Ponieważ władze gminne nie zamierzają uświadomić mieszkańców, licząc na niewiedzę i ignorancję, muszę to zrobić w ich zastępstwie.
Możliwość naliczenia kary finansowej przewiduje art. 10 ust. 2 ustawy o utrzymaniu czystości i porządku w gminach, który stanowi, że „kto nie wykonuje obowiązków wymienionych w art. 5 ust. 1 – podlega karze grzywny”.
A o czym informuje nas art. 5 ust. 1 w/w ustawy? – „Właściciele nieruchomości zapewniają utrzymanie czystości i porządku przez:
pkt 2 – przyłączenie nieruchomości do istniejącej sieci kanalizacyjnej lub, w przypadku gdy budowa sieci kanalizacyjnej jest technicznie lub ekonomicznie nieuzasadniona, wyposażenie nieruchomości w zbiornik bezodpływowy nieczystości ciekłych lub w przydomową oczyszczalnię ścieków bytowych…”.
Wszystko byłoby w porządku i Gmina miałaby prawo do naliczania grzywny, gdyby nie pkt 3a, który stanowi, że „właściciele nieruchomości zapewniają utrzymanie czystości i porządku przez: gromadzenie nieczystości ciekłych w zbiornikach bezodpływowych”. Punkt ten wydaje się zbędny i dopisany do ustawy zupełnie niezależnie, jak również sprzeczny z pkt. 2. Nie określa on warunków, jakie należy spełnić, aby móc gromadzić nieczystości ciekłe w zbiorniku bezodpływowym.

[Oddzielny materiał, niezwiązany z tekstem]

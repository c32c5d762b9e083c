use crate::helpers::{session_slots_empty, TestClient};

#[tokio::test]
async fn logout_clears_session_and_goes_to_login() {
    // Arrange
    let client = TestClient::spawn().await;
    client.login().await;

    // Act
    client.session.logout();

    // Assert
    assert!(!client.session.is_authenticated());
    assert!(client.session.current_user().is_none());
    assert!(session_slots_empty(&client.store));
    assert_eq!(client.current_location().as_deref(), Some("/auth/login"));
}

#[tokio::test]
async fn logout_twice_same_as_once() {
    // Arrange
    let client = TestClient::spawn().await;
    client.login().await;

    // Act
    client.session.logout();
    let after_first = (client.session.snapshot(), client.store.len(), client.navigator.history());
    client.session.logout();
    let after_second = (client.session.snapshot(), client.store.len(), client.navigator.history());

    // Assert
    assert_eq!(after_first, after_second);
}

#[tokio::test]
async fn logout_keeps_language_preference() {
    // Arrange
    let client = TestClient::spawn().await;
    client.login().await;
    client.session.set_language("fr").unwrap();

    // Act
    client.session.logout();

    // Assert
    assert_eq!(client.session.language(), "fr");
}

#[tokio::test]
async fn server_notified_of_logout() {
    // Arrange
    let client = TestClient::spawn().await;
    let session = client.login().await;

    // Act
    client.session.logout_and_notify_server().await;

    // Assert
    assert!(!client.session.is_authenticated());
    assert_eq!(client.app.api.logout_calls(), 1);
    assert!(!client
        .app
        .api
        .is_refresh_token_valid(session.refresh_token.expose_secret()));
}

#[tokio::test]
async fn logout_without_session_does_not_call_server() {
    // Arrange
    let client = TestClient::spawn().await;

    // Act
    client.session.logout_and_notify_server().await;

    // Assert
    assert_eq!(client.app.api.logout_calls(), 0);
    assert_eq!(client.current_location().as_deref(), Some("/auth/login"));
}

Moim zdaniem, uniemożliwia on nałożenie grzywny na mieszkańców, którzy nie chcą podłączyć się do sieci. Ktoś, kto posiada zbiornik bezodpływowy, w którym gromadzi nieczystości ciekłe, nie kwalifikuje się do zastosowania wobec niego kary wynikającej z art. 10 ust. 2 w/w ustawy. Myślę, że każdy prawnik wygrałby przed sądem taką sprawę na korzyść mieszkańca. Może faktycznie rację ma kandydatka SLD na prezydenta RP, że prawo w Polsce należy napisać na nowo?
Moja argumentacja może wydawać się dość karkołomna. Jednak jakie prawo, takie uzasadnienie.
Myślę, że wójt Adrian Napierała powinien zapoznać się również z argumentacją przedstawioną na stronie LEX-a – link. Uzasadnienie tam przedstawione nie przekonuje mnie całkowicie – przepisy zostały wykorzystane wybiórczo – uświadamia jednak o możliwości zastosowania innych rozwiązań.
W moim odczuciu sprawa nie jest jednoznaczna i Wójt, zanim wyśle Straż Gminną, aby ukarać opornych mieszkańców, powinien rozważyć wszystkie dostępne opcje. Inaczej może powtórzyć się sytuacja analogiczna do naliczania opłaty adiacenckiej – dużo hałasu a efekt mizerny.